I’m a sucker for a school-aged child selling popcorn, candy, cookies, or candles for their school or community organization or athletic club. I know some people resent being asked by a child or their parent on behalf of the child. I know some people believe the participants solely should shoulder the expense of their activity. I know some people feel schools are wasteful or have other reasons to object to the fundraising. They could be right, but I don’t care.

If a child has the courage to ask me, probably a stranger to them, to support their cause, I want to reward that effort. It takes confidence to ask for a sale; ask anyone who makes a living as a salesperson. It takes many no’s to get a yes. I enjoy talking to the young fundraiser–asking them about the product, which one they like best and why they are raising funds. This is good practice for the child.

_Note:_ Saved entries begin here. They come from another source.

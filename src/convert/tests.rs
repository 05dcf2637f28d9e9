use super::*;
use approx::assert_relative_eq;

#[test]
fn test_pitch_midi_roundtrip() {
    let midi = pitch_to_midi(440.0, false);
    assert_relative_eq!(midi, 69.0, epsilon = 1e-4);
    assert_relative_eq!(midi_to_pitch(midi), 440.0, epsilon = 1e-2);
}

#[test]
fn test_zero_pitch_short_circuits() {
    assert_eq!(pitch_to_midi(0.0, true), NO_PITCH);
    assert_eq!(pitch_to_midi(0.0, false), NO_PITCH);
    assert_eq!(pitch_to_midi(-5.0, false), NO_PITCH);
    assert_eq!(pitch_to_midi(f32::NAN, true), NO_PITCH);
}

#[test]
fn test_subaudio_never_collides() {
    // 8.18 Hz is MIDI 0; its quantized form is reserved.
    assert_eq!(pitch_to_midi(8.1758, true), NO_PITCH);
    assert_eq!(pitch_to_midi(8.662, true), 1.0);
}

#[test]
fn test_quantized_numbers() {
    assert_eq!(pitch_to_midi_numbers(&[0.0, 110.0, 261.63]), vec![0, 45, 60]);
}

#[test]
fn test_chroma() {
    assert_eq!(pitch_to_chroma(440.0), Some(0));
    assert_eq!(pitch_to_chroma(466.16), Some(1));
    assert_eq!(pitch_to_chroma(0.0), None);
}

#[test]
fn test_note_names() {
    assert_eq!(midi_to_note(69), "A4");
    assert_eq!(midi_to_note(60), "C4");
    assert_eq!(midi_to_note(37), "C#2");
}

#[test]
fn test_frequency_table() {
    let table = midi_frequency_table();
    assert_eq!(table.len(), 125);
    assert_eq!(table[68], (69, 440.0));
}

#[test]
fn test_time_conversions() {
    let frames = vec![0, 10, 20];
    let times = frames_to_time(&frames, 22050, 512);
    assert!((times[1] - 0.232).abs() < 0.01);

    let back = time_to_frames(&times, 22050, 512);
    assert_eq!(back, frames);
    assert_eq!(time_to_sample(-1.0, 100), 0);
}
use groovescribe::pitch::{Estimator, MelodyConfig, PitchEstimator, YinConfig};
use groovescribe::utils::median;
use groovescribe::Signal;

fn median_voiced_midi(estimator: &Estimator, signal: &Signal) -> f32 {
    let track = estimator.build().unwrap().track(signal).unwrap();
    let voiced: Vec<f32> = track.to_midi(true).into_iter().filter(|&m| m > 0.0).collect();
    median(&voiced).unwrap_or(0.0)
}

#[test]
fn both_estimators_agree_on_a_bass_note() {
    // G2
    let signal = Signal::harmonic_tone(98.0, &[1.0, 0.7, 0.4, 0.2], 44100, 1.0).unwrap();
    let yin = Estimator::Yin(YinConfig::new().with_frequency_range(30.0, 500.0));
    assert_eq!(median_voiced_midi(&yin, &signal), 43.0);
    assert_eq!(median_voiced_midi(&Estimator::default(), &signal), 43.0);
}

#[test]
fn track_shape_matches_hop() {
    let signal = Signal::tone(220.0, 22050, 0.5).unwrap();
    for estimator in [
        Estimator::Yin(YinConfig::new()),
        Estimator::Melody(MelodyConfig::new()),
    ] {
        let track = estimator.build().unwrap().track(&signal).unwrap();
        assert_eq!(track.len(), signal.len() / estimator.hop_size() + 1);
        let times = track.times();
        assert_eq!(times[0], 0.0);
        assert!(times.windows(2).all(|w| w[1] > w[0]));
    }
}

#[test]
fn unvoiced_frames_have_no_pitch() {
    let signal = Signal::silence(22050, 0.5).unwrap();
    let track = Estimator::Yin(YinConfig::new()).build().unwrap().track(&signal).unwrap();
    assert!(track.to_midi(false).iter().all(|&m| m == 0.0));
    assert!(track.to_midi_numbers().iter().all(|&m| m == 0));
}
use std::io::{self, BufRead, Write};
use std::path::PathBuf;

use link_extractor_engine::{
    with_default_extension, DEFAULT_OUTPUT_EXTENSION, DEFAULT_OUTPUT_FILENAME,
};

/// Terminal stand-in for a save-file dialog.
///
/// A blank answer accepts the suggested name; `-` or end of input cancels.
pub fn ask_save_path<R: BufRead, W: Write>(
    input: &mut R,
    output: &mut W,
) -> io::Result<Option<PathBuf>> {
    write!(output, "Save as [{DEFAULT_OUTPUT_FILENAME}] ('-' to cancel): ")?;
    output.flush()?;

    let mut line = String::new();
    if input.read_line(&mut line)? == 0 {
        writeln!(output)?;
        return Ok(None);
    }
    Ok(interpret_answer(&line))
}

fn interpret_answer(line: &str) -> Option<PathBuf> {
    let answer = line.trim();
    let answer = answer
        .strip_prefix('"')
        .and_then(|s| s.strip_suffix('"'))
        .unwrap_or(answer);
    match answer {
        "-" => None,
        "" => Some(PathBuf::from(DEFAULT_OUTPUT_FILENAME)),
        path => Some(with_default_extension(path.as_ref(), DEFAULT_OUTPUT_EXTENSION)),
    }
}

I know the hassles of fundraising for the parent and that is nothing compared to those of the coordinator. I am a former Popcorn Kernel, aka person in charge of popcorn sales for a group. Nothing like the smell of artificial butter wafting through the garage. I digress. If your child is an accomplished fundraiser, there is receiving, organizing, and delivering the merchandise plus counting and depositing the money still to be done. That takes adult effort.

All that considered, if a child asks, 9 times out of 10 I will say yes. I am delighted to see the joy and surprise in their eyes when they know they got the sale. It’s fundraising season. Before you hastily say, “No, the item is overpriced,” won’t you consider this an investment in a child? That’s what it is in many ways, an investment in your community. And community is worth your investment.